The mistakes that were made and the problem solving techniques used to fix those problems are not that unlike the problems healthcare entities face today. Much can be learned from their experience. One of the biggest rules that was broken before the website crashed was one that should have never occurred in the first place; ”don’t hide the problems you know about.” The first rule of project management is know what’s going on. It’s the whole point of project management.
Problem solving in healthcare organizations, whether big or small can be efficiently handled if the same rules are applied. Three pretty simple questions should be asked:
- What’s the specific problem? This may seem obvious, but actually is not as much so as you might think. Too many times, ancillary issues are identified before the core problems are addressed. Finding the core problem and identifying it as such will create a positive domino effect both in identifying the problem and finding the solution.
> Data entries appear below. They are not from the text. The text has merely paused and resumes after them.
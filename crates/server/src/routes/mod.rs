//! HTTP route handlers.
//!
//! # Route Structure
//!
//! ```text
//! GET    /health                  - Liveness check
//! GET    /health/ready            - Readiness check (store reachable)
//!
//! # Public
//! POST   /api/connect             - Submit name + photo (multipart, rate limited)
//! GET    /api/users               - Approved submissions
//!
//! # Admin session
//! POST   /api/admin/login         - Exchange credentials for a token + cookies
//! GET    /api/admin/verify        - Check the session cookie
//!
//! # Moderation (requires admin token)
//! GET    /api/admin/pending       - Pending submissions, newest first
//! PATCH  /api/admin/approve/{id}  - Approve a submission
//! DELETE /api/admin/reject/{id}   - Reject (delete) a submission
//! DELETE /api/admin/user/{id}     - Delete a submission and its photo
//! ```

pub mod admin;
pub mod auth;
pub mod health;
pub mod submissions;

use axum::{
    Router,
    extract::DefaultBodyLimit,
    http::{
        HeaderValue, Method,
        header::{AUTHORIZATION, CONTENT_TYPE},
    },
    middleware,
    routing::{delete, get, patch, post},
};
use tower_http::{cors::CorsLayer, trace::TraceLayer};

use crate::error::AppError;
use crate::middleware::{
    request_id_middleware, security_headers_middleware, upload_rate_limit_middleware,
};
use crate::state::AppState;

/// Largest accepted photo.
pub const MAX_IMAGE_BYTES: usize = 5 * 1024 * 1024;

/// Body limit for `/api/connect`: the photo plus room for the name field and
/// multipart framing.
const CONNECT_BODY_LIMIT: usize = MAX_IMAGE_BYTES + 64 * 1024;

/// Public submission routes.
pub fn submission_routes(state: &AppState) -> Router<AppState> {
    Router::new()
        .route(
            "/connect",
            post(submissions::connect)
                .layer(DefaultBodyLimit::max(CONNECT_BODY_LIMIT))
                .route_layer(middleware::from_fn_with_state(
                    state.clone(),
                    upload_rate_limit_middleware,
                )),
        )
        .route("/users", get(submissions::approved))
}

/// Admin session and moderation routes.
pub fn admin_routes() -> Router<AppState> {
    Router::new()
        .route("/login", post(auth::login))
        .route("/verify", get(auth::verify))
        .route("/pending", get(admin::pending))
        .route("/approve/{id}", patch(admin::approve))
        .route("/reject/{id}", delete(admin::reject))
        .route("/user/{id}", delete(admin::delete_user))
}

/// Everything under `/api`.
pub fn api_routes(state: &AppState) -> Router<AppState> {
    Router::new()
        .merge(submission_routes(state))
        .nest("/admin", admin_routes())
}

/// CORS policy allowing credentialed requests from the frontend only.
///
/// # Errors
///
/// Returns `AppError::Internal` if the configured origin is not a valid header value.
pub fn cors_layer(frontend_origin: &str) -> Result<CorsLayer, AppError> {
    let origin = HeaderValue::from_str(frontend_origin)
        .map_err(|e| AppError::Internal(format!("invalid frontend origin: {e}")))?;

    Ok(CorsLayer::new()
        .allow_origin(origin)
        .allow_methods([Method::GET, Method::POST, Method::PATCH, Method::DELETE])
        .allow_headers([CONTENT_TYPE, AUTHORIZATION])
        .allow_credentials(true))
}

/// Build the complete application router.
///
/// Sentry layers are added by the binary so tests can drive this router
/// without a Sentry client.
///
/// # Errors
///
/// Returns `AppError::Internal` if the CORS origin is invalid.
pub fn app(state: AppState) -> Result<Router, AppError> {
    let cors = cors_layer(&state.config().frontend_url)?;

    Ok(Router::new()
        .route("/health", get(health::health))
        .route("/health/ready", get(health::readiness))
        .nest("/api", api_routes(&state))
        .layer(cors)
        .layer(middleware::from_fn(security_headers_middleware))
        .layer(middleware::from_fn(request_id_middleware))
        .layer(TraceLayer::new_for_http())
        .with_state(state))
}

#[cfg(test)]
mod tests;
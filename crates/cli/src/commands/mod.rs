//! CLI subcommand implementations.

pub mod migrate;
pub mod password;
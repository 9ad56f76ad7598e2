//! Application state shared across handlers.

use std::sync::Arc;

use crate::config::ServerConfig;
use crate::db::SubmissionStore;
use crate::middleware::UploadLimiter;
use crate::services::auth::AdminGateway;
use crate::services::images::ImageHost;

/// Application state shared across all handlers.
///
/// This struct is cheaply cloneable via `Arc` and provides access to the
/// submission store, image host, admin gateway, and configuration.
#[derive(Clone)]
pub struct AppState {
    inner: Arc<AppStateInner>,
}

struct AppStateInner {
    config: ServerConfig,
    store: Arc<dyn SubmissionStore>,
    images: Arc<dyn ImageHost>,
    gateway: AdminGateway,
    upload_limiter: UploadLimiter,
}

impl AppState {
    /// Create a new application state.
    ///
    /// # Arguments
    ///
    /// * `config` - Server configuration
    /// * `store` - Submission persistence
    /// * `images` - Image host used for submitted photos
    #[must_use]
    pub fn new(
        config: ServerConfig,
        store: Arc<dyn SubmissionStore>,
        images: Arc<dyn ImageHost>,
    ) -> Self {
        let gateway = AdminGateway::new(&config.admin);
        let upload_limiter = UploadLimiter::per_hour(config.uploads_per_hour);

        Self {
            inner: Arc::new(AppStateInner {
                config,
                store,
                images,
                gateway,
                upload_limiter,
            }),
        }
    }

    /// Get a reference to the server configuration.
    #[must_use]
    pub fn config(&self) -> &ServerConfig {
        &self.inner.config
    }

    /// Get a reference to the submission store.
    #[must_use]
    pub fn store(&self) -> &dyn SubmissionStore {
        self.inner.store.as_ref()
    }

    /// Get a reference to the image host.
    #[must_use]
    pub fn images(&self) -> &dyn ImageHost {
        self.inner.images.as_ref()
    }

    /// Get a reference to the admin gateway.
    #[must_use]
    pub fn gateway(&self) -> &AdminGateway {
        &self.inner.gateway
    }

    /// Get a reference to the upload rate limiter.
    #[must_use]
    pub fn upload_limiter(&self) -> &UploadLimiter {
        &self.inner.upload_limiter
    }
}
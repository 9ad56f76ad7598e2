//! Orbit Core - Shared types library.
//!
//! This crate provides common types used across all Orbit components:
//! - `server` - Submission and moderation API
//! - `cli` - Command-line tools for migrations and admin setup
//!
//! # Architecture
//!
//! The core crate contains only types and traits - no I/O, no database access,
//! no HTTP clients. This keeps it lightweight and allows it to be used anywhere.
//!
//! # Modules
//!
//! - [`types`] - Newtype wrappers for IDs, display names, statuses and roles

#![cfg_attr(not(test), forbid(unsafe_code))]

pub mod types;

pub use types::*;
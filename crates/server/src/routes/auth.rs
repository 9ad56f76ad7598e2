//! Admin session handlers.

use axum::{
    Json,
    extract::{State, rejection::JsonRejection},
    http::{HeaderMap, HeaderValue, StatusCode, header::SET_COOKIE},
    response::{AppendHeaders, IntoResponse, Response},
};
use serde::{Deserialize, Serialize};
use serde_json::json;
use tracing::instrument;

use crate::error::{Result, add_breadcrumb};
use crate::middleware::auth::{ADMIN_TOKEN_COOKIE, cookie_value, login_cookies};
use crate::services::auth::AuthError;
use crate::state::AppState;

/// Login request body.
///
/// Missing fields count as empty strings so they fail as bad credentials.
#[derive(Deserialize)]
pub struct LoginRequest {
    #[serde(default)]
    pub username: String,
    #[serde(default)]
    pub password: String,
}

impl std::fmt::Debug for LoginRequest {
    fn fmt(&self, f: &mut std::fmt::Formatter<'_>) -> std::fmt::Result {
        f.debug_struct("LoginRequest")
            .field("username", &self.username)
            .field("password", &"[REDACTED]")
            .finish()
    }
}

/// Successful login response.
#[derive(Debug, Serialize)]
pub struct LoginResponse {
    pub message: &'static str,
    pub success: bool,
    pub token: String,
}

/// Exchange admin credentials for a token.
///
/// The token is returned in the body and set as the `admin_token` cookie,
/// alongside a script-readable `is_admin` hint cookie.
///
/// POST /api/admin/login
#[instrument(skip_all)]
pub async fn login(
    State(state): State<AppState>,
    body: std::result::Result<Json<LoginRequest>, JsonRejection>,
) -> Result<impl IntoResponse> {
    let Json(request) = body.map_err(|e| {
        tracing::debug!(error = %e, "Rejected login body");
        AuthError::InvalidCredentials
    })?;

    let issued = state.gateway().login(&request.username, &request.password)?;

    let [session, hint] = login_cookies(&issued.token, state.config().cookie_secure);
    let session = HeaderValue::from_str(&session.to_string())
        .map_err(|e| AuthError::TokenIssue(format!("unencodable cookie: {e}")))?;
    let hint = HeaderValue::from_str(&hint.to_string())
        .map_err(|e| AuthError::TokenIssue(format!("unencodable cookie: {e}")))?;

    add_breadcrumb("auth", "admin login", None);

    Ok((
        AppendHeaders([(SET_COOKIE, session), (SET_COOKIE, hint)]),
        Json(LoginResponse {
            message: "Access Granted",
            success: true,
            token: issued.token,
        }),
    ))
}

/// Report whether the session cookie holds a valid token.
///
/// Only the cookie is consulted; a bearer header does not count here.
///
/// GET /api/admin/verify
#[instrument(skip_all)]
pub async fn verify(State(state): State<AppState>, headers: HeaderMap) -> Response {
    let authenticated = cookie_value(&headers, ADMIN_TOKEN_COOKIE)
        .is_some_and(|token| state.gateway().verify(&token).is_ok());

    let status = if authenticated {
        StatusCode::OK
    } else {
        StatusCode::UNAUTHORIZED
    };

    (status, Json(json!({ "authenticated": authenticated }))).into_response()
}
- Who knows how to solve the problem? While administrators and managers can help facilitate the solutions, many times the real experts are the people on the ground who work day in and out in the specific areas needing attention. Listen to them, and then make sound decisions based on what they tell you. If you need to go outside the organization to find the experts needed to fix the problems, then do so. The definition of insanity is “doing the same things the same way and expecting different results”.
- Fix the most urgent issues first. Prioritize solutions. When tackling the problem of getting more money in the door, first and foremost is making sure all the appropriate charges are going out the door. When you know that all the charges are being filed accurately, then you can fix the backend problem as an example.
Technology is complex and the problems generated by using technology can be challenging. But just like Revenue Cycle, Operations, logistics, scheduling and other healthcare problems, solutions can be found and rapidly if the right people are focused on solving the most pressing problems.